I've been struck by this circuit in which there are some things I can't understand. I must premit that I'm not absolutely going to build this amp nor prototype it, I'd just like to understand how it works.

Here it is:
http://tinpan.fortunecity.com/saints/668/primer/2a3-se.gif

The question is: What is the purpose of the 33k resistor between B+ and the cathode of the 2A3?
After some hours of math yesterday evening I concluded that IT DOES NOTHING, and that's not even a faliure-protection in case of the 6SL7 missing from the socket.

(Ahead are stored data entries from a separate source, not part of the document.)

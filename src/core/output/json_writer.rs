//! JSON output writer.
//!
//! Manifests are pretty-printed for humans; chunk and search files are
//! compact because the frontend fetches them. Non-ASCII text is written as
//! UTF-8, never `\u` escaped.

use std::fs::{self, File};
use std::io::{BufWriter, Write};
use std::path::{Path, PathBuf};

use serde::Serialize;

use crate::core::models::{ChatManifest, GlobalManifest, SEARCH_FILE, SearchEntry};
use crate::core::pager::Chunk;
use crate::error::{IoContext, Result};

/// File name of both the global and the per-chat manifest.
pub const MANIFEST_FILE: &str = "manifest.json";

/// Subdirectory of a chat's data dir holding chunk files.
pub const CHUNKS_DIR: &str = "chunks";

/// Converts a value to a compact JSON string.
pub fn to_json<T: Serialize + ?Sized>(value: &T) -> Result<String> {
    Ok(serde_json::to_string(value)?)
}

/// Converts a value to a pretty-printed JSON string (two-space indent).
pub fn to_json_pretty<T: Serialize + ?Sized>(value: &T) -> Result<String> {
    Ok(serde_json::to_string_pretty(value)?)
}

fn write_file(path: &Path, json: &str) -> Result<()> {
    let file = File::create(path).at_path(path)?;
    let mut writer = BufWriter::new(file);
    writer.write_all(json.as_bytes()).at_path(path)?;
    writer.flush().at_path(path)?;
    Ok(())
}

/// Writes a value as compact JSON.
pub fn write_json<T: Serialize + ?Sized>(value: &T, path: &Path) -> Result<()> {
    write_file(path, &to_json(value)?)
}

/// Writes a value as pretty-printed JSON.
pub fn write_json_pretty<T: Serialize + ?Sized>(value: &T, path: &Path) -> Result<()> {
    write_file(path, &to_json_pretty(value)?)
}

/// Writes every artifact of one chat under `data_dir/<chat_id>/`.
///
/// Layout:
/// ```text
/// <chat_id>/manifest.json        pretty
/// <chat_id>/search.json          compact
/// <chat_id>/chunks/chunk_0001.json compact
/// ```
///
/// Returns the chat's output directory.
pub fn write_chat(
    data_dir: &Path,
    manifest: &ChatManifest,
    chunks: &[Chunk<'_>],
    search: &[SearchEntry],
) -> Result<PathBuf> {
    let chat_dir = data_dir.join(&manifest.chat_id);
    let chunks_dir = chat_dir.join(CHUNKS_DIR);
    fs::create_dir_all(&chunks_dir).at_path(&chunks_dir)?;

    for chunk in chunks {
        write_json(chunk.messages, &chunks_dir.join(&chunk.page.filename))?;
    }

    write_json(search, &chat_dir.join(SEARCH_FILE))?;
    write_json_pretty(manifest, &chat_dir.join(MANIFEST_FILE))?;

    Ok(chat_dir)
}

/// Writes `data_dir/manifest.json`.
pub fn write_global_manifest(data_dir: &Path, manifest: &GlobalManifest) -> Result<()> {
    fs::create_dir_all(data_dir).at_path(data_dir)?;
    write_json_pretty(manifest, &data_dir.join(MANIFEST_FILE))
}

Can someone enlighten me? :xeye: I've also seen circuits very similar to this where that resistor is not there.

Thanks in advance! ;)
 
Hmm....

I bet that resistor is for "bootstrapping", it ensures that there is negative grid bias during warm-up?

Do DHT's take longer to warm up?

Giaime... I have seen your picture... you are young... you live in Venice... you should not be home, studying strange SE schematics on Friday night! Make the girls pay...



:smash:
:cool:
 
I'm trying to understand, but:

1) Hum reduction shouldn't be possibile since 33k makes a too strong voltage divider, and obviously the cathode is bypassed to ground, so no injection of PSU hum at the cathode is possible.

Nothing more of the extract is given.